Combattere la sclerosi con il primo farmaco orale

Il Secolo XIX
F.Mer.

In Italia ogni quattro ore viene diagnosticato un nuovo caso di sclerosi multipla e già sono più di 60.000 le persone colpite da questa patologia. Contro questo nemico oggi c`è un`arma in più: si chiama fingolimod, ed è una sostanza che in pratica "rinchiude" i linfociti, cioè dei particolari globuli bianchi, all`interno delle loro "caserme", le ghiandole linfatiche, impedendo loro di andare al cervello e stimolare l`infiammazione. Questo farmaco è indicato nelle forme più aggressive di malattia e anche nei tipi più comuni, cioè quelli con un decorso iniziale a ricadute e remissioni. Sono, questi, il 50-70 per cento dei casi. Non solo: il farmaco agisce quando il trattamento con beta-interferone non è sufficiente.
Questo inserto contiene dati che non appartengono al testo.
//! Test doubles shared by the integration tests

#![allow(dead_code)] // Not every test binary uses every helper

use bytes::Bytes;
use kodegen_release_publisher::{
    AssetUploader, CreatedRelease, ReleaseApi, ReleaseAsset, ReleaseCreationError, ReleaseDraft,
    RepositoryRef, Result, RetryPolicy, UploadError, UploadObserver, UploadedAsset,
};
use std::path::Path;
use std::sync::atomic::{AtomicU32, Ordering};
use std::sync::{Arc, Mutex};
use std::time::Duration;

/// Retry policy that never sleeps
pub fn no_wait(max_attempts: u32) -> RetryPolicy {
    RetryPolicy::new(max_attempts, Duration::ZERO)
}

/// Write `names` into `dir` and return them as assets, in order
pub fn write_assets(dir: &Path, names: &[&str]) -> Vec<ReleaseAsset> {
    names
        .iter()
        .map(|name| {
            let path = dir.join(name);
            std::fs::write(&path, format!("contents of {name}")).unwrap();
            ReleaseAsset::new(path, *name)
        })
        .collect()
}

/// Uploader whose outcome per attempt is scripted up front
#[derive(Clone, Default)]
pub struct ScriptedUploader {
    transient_failures: u32,
    permanent_failures: Vec<String>,
    attempts: Arc<AtomicU32>,
    calls: Arc<Mutex<Vec<String>>>,
}

impl ScriptedUploader {
    pub fn succeeding() -> Self {
        Self::default()
    }

    /// First `count` attempts fail, across all assets
    pub fn failing_first(count: u32) -> Self {
        Self {
            transient_failures: count,
            ..Self::default()
        }
    }

    pub fn always_failing() -> Self {
        Self::failing_first(u32::MAX)
    }

    /// Every attempt for the asset named `display_name` fails
    pub fn failing_for(display_name: &str) -> Self {
        Self {
            permanent_failures: vec![display_name.to_string()],
            ..Self::default()
        }
    }

    pub fn attempts(&self) -> u32 {
        self.attempts.load(Ordering::SeqCst)
    }

    /// Display names in the order attempts were made
    pub fn calls(&self) -> Vec<String> {
        self.calls.lock().unwrap().clone()
    }
}

impl AssetUploader for ScriptedUploader {
    async fn upload(
        &self,
        asset: &ReleaseAsset,
        content: Bytes,
    ) -> std::result::Result<UploadedAsset, UploadError> {
        let attempt = self.attempts.fetch_add(1, Ordering::SeqCst);
        self.calls.lock().unwrap().push(asset.display_name.clone());

        if attempt < self.transient_failures
            || self.permanent_failures.contains(&asset.display_name)
        {
            return Err(UploadError::Rejected {
                name: asset.display_name.clone(),
                status: 502,
                body: "Could not connect".to_string(),
            });
        }

        Ok(UploadedAsset {
            id: u64::from(attempt) + 1,
            name: asset.display_name.clone(),
            size: content.len() as u64,
            browser_download_url: format!("https://example.com/download/{}", asset.display_name),
        })
    }
}

/// Observer that records every callback
#[derive(Default)]
pub struct RecordingObserver {
    failed: Mutex<Vec<(String, u32, String)>>,
    uploaded: Mutex<Vec<String>>,
}

impl RecordingObserver {
    /// `(display name, attempt, error message)` per warning
    pub fn warnings(&self) -> Vec<(String, u32, String)> {
        self.failed.lock().unwrap().clone()
    }

    pub fn uploaded(&self) -> Vec<String> {
        self.uploaded.lock().unwrap().clone()
    }
}

impl UploadObserver for RecordingObserver {
    fn on_attempt_failed(&self, asset: &ReleaseAsset, attempt: u32, error: &UploadError) {
        self.failed.lock().unwrap().push((
            asset.display_name.clone(),
            attempt,
            error.to_string(),
        ));
    }

    fn on_asset_uploaded(&self, asset: &ReleaseAsset, _uploaded: &UploadedAsset) {
        self.uploaded
            .lock()
            .unwrap()
            .push(asset.display_name.clone());
    }
}

/// Release API double handing out a [`ScriptedUploader`]
pub struct FakeReleaseApi {
    pub uploader: ScriptedUploader,
    pub reject_creation: bool,
    created: AtomicU32,
    drafts: Mutex<Vec<ReleaseDraft>>,
}

impl FakeReleaseApi {
    pub fn new(uploader: ScriptedUploader) -> Self {
        Self {
            uploader,
            reject_creation: false,
            created: AtomicU32::new(0),
            drafts: Mutex::new(Vec::new()),
        }
    }

    pub fn rejecting(uploader: ScriptedUploader) -> Self {
        Self {
            reject_creation: true,
            ..Self::new(uploader)
        }
    }

    pub fn creations(&self) -> u32 {
        self.created.load(Ordering::SeqCst)
    }

    pub fn drafts(&self) -> Vec<ReleaseDraft> {
        self.drafts.lock().unwrap().clone()
    }
}

impl ReleaseApi for FakeReleaseApi {
    type Uploader = ScriptedUploader;

    async fn create_release(
        &self,
        repo: &RepositoryRef,
        draft: &ReleaseDraft,
    ) -> Result<CreatedRelease> {
        self.created.fetch_add(1, Ordering::SeqCst);
        self.drafts.lock().unwrap().push(draft.clone());

        if self.reject_creation {
            return Err(ReleaseCreationError::Rejected {
                tag: draft.tag_name.clone(),
                status: 422,
                body: "Validation Failed".to_string(),
            }
            .into());
        }

        Ok(CreatedRelease {
            id: 42,
            html_url: format!(
                "https://{}/{}/{}/releases/tag/{}",
                repo.host, repo.owner, repo.name, draft.tag_name
            ),
            upload_url: String::new(),
            draft: draft.draft,
            prerelease: draft.prerelease,
        })
    }

    fn asset_uploader(
        &self,
        _repo: &RepositoryRef,
        _release: &CreatedRelease,
    ) -> Result<ScriptedUploader> {
        Ok(self.uploader.clone())
    }
}

pub fn widgets_repo() -> RepositoryRef {
    RepositoryRef::parse("git@github.com:acme/widgets.git").unwrap()
}

pub fn draft(tag: &str) -> ReleaseDraft {
    ReleaseDraft {
        tag_name: tag.to_string(),
        target_commitish: "main".to_string(),
        name: format!("Widgets {tag}"),
        body: Some("Changes".to_string()),
        draft: false,
        prerelease: false,
        generate_release_notes: false,
    }
}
«E la prima terapia orale, differente da tutti gli altri farmaci che devono essere somministrati per via intramuscolare, sottocute o per via endovenosa» spiega Gianluigi Mancardi, Direttore del Dipartimento di Neuroscienze, Oftalmologia e Genetica, dell`Università di Genova. E continua: «Il farmaco è stato oggetto di studi in ampie popolazioni. Nei due anni di studio è stato in grado di dimezzare le ricadute e di ridurre del 30 per cento la progressione della disabilità. Ora si vuole capire di più su eventuali effetti collaterali, che peraltro negli studi finora disponibili sono stati modesti e del tutto accettabili. Per questo sarà fondamentale il monitoraggio, quando inizieremo a trattare grandi numeri di pazienti». Certo è che la malattia colpisce molte persone, più spesso donne, anche in giovane età: «In Liguria abbiamo 2.100 persone colpite da sclerosi multipla» precisa Mancardi «i costi della malattia sono molto elevati e crescono anche con l`aumentare della disabilità: un paziente costa in media 50.000 euro l`anno, sia per i farmaci di cui ha bisogno, sia per i costi indiretti legati alla perdita di attività lavorativa. Oltre, ovviamente, all`impegno di chi assiste i pazienti, nella maggior parte dei casi la famiglia stessa». La rivoluzione futura nelle cure, forse, prenderà il via proprio a Genova. Entro il 2012 partirà, in collaborazione con molti Centri internazionali, un importante studio sul trapianto di cellule staminali mesenchimali, coordinato da Antonio Uccelli del Dipartimento di Neuroscienze dell`ateneo genovese, per indagare la tollerabilità di questa terapia.